Your goal: Print exactly those lines that run from the beginning of the data to the line bearing "toggle is on.", inclusive.

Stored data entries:
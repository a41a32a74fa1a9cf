//! Spreadsheet export rows.
//!
//! One row per invoice item. Invoice-level columns are filled only on the
//! first row of each invoice; optional commercial columns stay blank unless
//! their `enable*` toggle is on.

use crate::models::{Invoice, InvoiceItem, InvoiceSettings};
use serde::{Serialize, Serializer};
use std::fmt;

/// Column headers, in order.
pub const EXPORT_HEADERS: [&str; 28] = [
    "Invoice No.",
    "Invoice Date",
    "Customer Name",
    "Father Name",
    "Mobile No.",
    "Customer DOB",
    "Address",
    "Customer GST No.",
    "Party Type",
    "Aadhar No.",
    "Nominee Name",
    "RTO",
    "Sales Person Name",
    "Cash/Hypothecation",
    "On Road Price",
    "Scheme",
    "Insurance Amount",
    "Registration Amount",
    "Accessories Amount",
    "Item - Model Name",
    "Item - Chassis No",
    "Item - Engine No",
    "Item - Colour",
    "Item - Qty",
    "Item - Price",
    "Item - GST (%)",
    "Item - GST Amount",
    "Item - Total Price (incl. GST)",
];

/// Number of leading invoice-level columns.
const INVOICE_COLUMNS: usize = 19;

/// One spreadsheet cell.
#[derive(Clone, Debug, PartialEq)]
pub enum ExportCell {
    Text(String),
    Number(f64),
    Blank,
}

impl Serialize for ExportCell {
    fn serialize<S: Serializer>(&self, serializer: S) -> Result<S::Ok, S::Error> {
        match self {
            ExportCell::Text(s) => serializer.serialize_str(s),
            ExportCell::Number(n) => serializer.serialize_f64(*n),
            ExportCell::Blank => serializer.serialize_str(""),
        }
    }
}

impl ExportCell {
    fn text(s: impl Into<String>) -> Self {
        ExportCell::Text(s.into())
    }

    fn text_or_blank(s: Option<&str>) -> Self {
        match s.filter(|v| !v.is_empty()) {
            Some(v) => ExportCell::text(v),
            None => ExportCell::Blank,
        }
    }

    fn gated_text(enabled: bool, s: Option<&str>) -> Self {
        if enabled {
            Self::text_or_blank(s)
        } else {
            ExportCell::Blank
        }
    }

    fn gated_number(enabled: bool, n: Option<f64>) -> Self {
        match n {
            Some(v) if enabled => ExportCell::Number(v),
            _ => ExportCell::Blank,
        }
    }

    pub fn is_blank(&self) -> bool {
        matches!(self, ExportCell::Blank)
    }
}

impl fmt::Display for ExportCell {
    fn fmt(&self, f: &mut fmt::Formatter<'_>) -> fmt::Result {
        match self {
            ExportCell::Text(s) => f.write_str(s),
            ExportCell::Number(n) => write!(f, "{}", n),
            ExportCell::Blank => Ok(()),
        }
    }
}

/// One spreadsheet row, cells aligned with [`EXPORT_HEADERS`].
#[derive(Clone, Debug, PartialEq, Serialize)]
#[serde(transparent)]
pub struct ExportRow {
    pub cells: Vec<ExportCell>,
}

impl ExportRow {
    /// Cell under `header`, if the header exists.
    pub fn get(&self, header: &str) -> Option<&ExportCell> {
        EXPORT_HEADERS
            .iter()
            .position(|h| *h == header)
            .and_then(|i| self.cells.get(i))
    }
}

/// Build export rows for `invoices`, in the order given.
pub fn export_rows(invoices: &[Invoice], settings: &InvoiceSettings) -> Vec<ExportRow> {
    let mut rows = Vec::new();
    for invoice in invoices {
        for (index, item) in invoice.items.iter().enumerate() {
            let mut cells = if index == 0 {
                invoice_cells(invoice, settings)
            } else {
                vec![ExportCell::Blank; INVOICE_COLUMNS]
            };
            cells.extend(item_cells(item));
            rows.push(ExportRow { cells });
        }
    }
    debug!(
        "Export built {} rows from {} invoices",
        rows.len(),
        invoices.len()
    );
    rows
}

fn invoice_cells(invoice: &Invoice, s: &InvoiceSettings) -> Vec<ExportCell> {
    let customer = &invoice.customer_details;
    let extras = &invoice.commercial;
    let dob = customer
        .dob
        .filter(|_| s.enable_customer_dob_display)
        .map(|d| d.format("%Y-%m-%d").to_string());

    vec![
        ExportCell::text(invoice.serial_no.as_str()),
        ExportCell::text(invoice.invoice_date.format("%Y-%m-%d").to_string()),
        ExportCell::text(customer.customer_name.as_str()),
        ExportCell::text_or_blank(customer.father_name.as_deref()),
        ExportCell::text(customer.mobile_no.as_str()),
        ExportCell::text_or_blank(dob.as_deref()),
        ExportCell::text(customer.full_address()),
        ExportCell::text_or_blank(customer.gst_no.as_deref()),
        ExportCell::text(if customer.is_registered() {
            "Registered"
        } else {
            "Non-Registered"
        }),
        ExportCell::gated_text(s.enable_aadhar_no, extras.aadhar_no.as_deref()),
        ExportCell::gated_text(s.enable_nominee_name, extras.nominee_name.as_deref()),
        ExportCell::gated_text(s.enable_rto, extras.rto.as_deref()),
        ExportCell::gated_text(s.enable_sales_person, extras.sales_person_name.as_deref()),
        ExportCell::gated_text(
            s.enable_cash_or_hypothecation,
            extras.cash_or_hypothecation.as_deref(),
        ),
        ExportCell::gated_number(s.enable_on_road_price, extras.on_road_price),
        ExportCell::gated_text(
            s.enable_scheme,
            extras.scheme.map(|sch| sch.to_string()).as_deref(),
        ),
        ExportCell::gated_number(s.enable_insurance, extras.insurance_amount),
        ExportCell::gated_number(s.enable_registration, extras.registration_amount),
        ExportCell::gated_number(s.enable_accessories, extras.accessories_amount),
    ]
}

fn item_cells(item: &InvoiceItem) -> Vec<ExportCell> {
    let gst_amount = item.price * item.gst / 100.0;
    vec![
        ExportCell::text(item.model_name.as_str()),
        ExportCell::text(item.chassis_no.as_str()),
        ExportCell::text(item.engine_no.as_str()),
        ExportCell::text(item.colour.as_str()),
        ExportCell::Number(f64::from(item.qty)),
        ExportCell::Number(item.price),
        ExportCell::Number(item.gst),
        ExportCell::Number(gst_amount),
        ExportCell::Number(item.price + gst_amount),
    ]
}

Finished exercise:
repository a41a32a74fa1a9cf
//! Spreadsheet export rows.
//!
//! One row per invoice item. Invoice-level columns are filled only on the
//! first row of each invoice; optional commercial columns stay blank unless
//! their `enable*` toggle is on.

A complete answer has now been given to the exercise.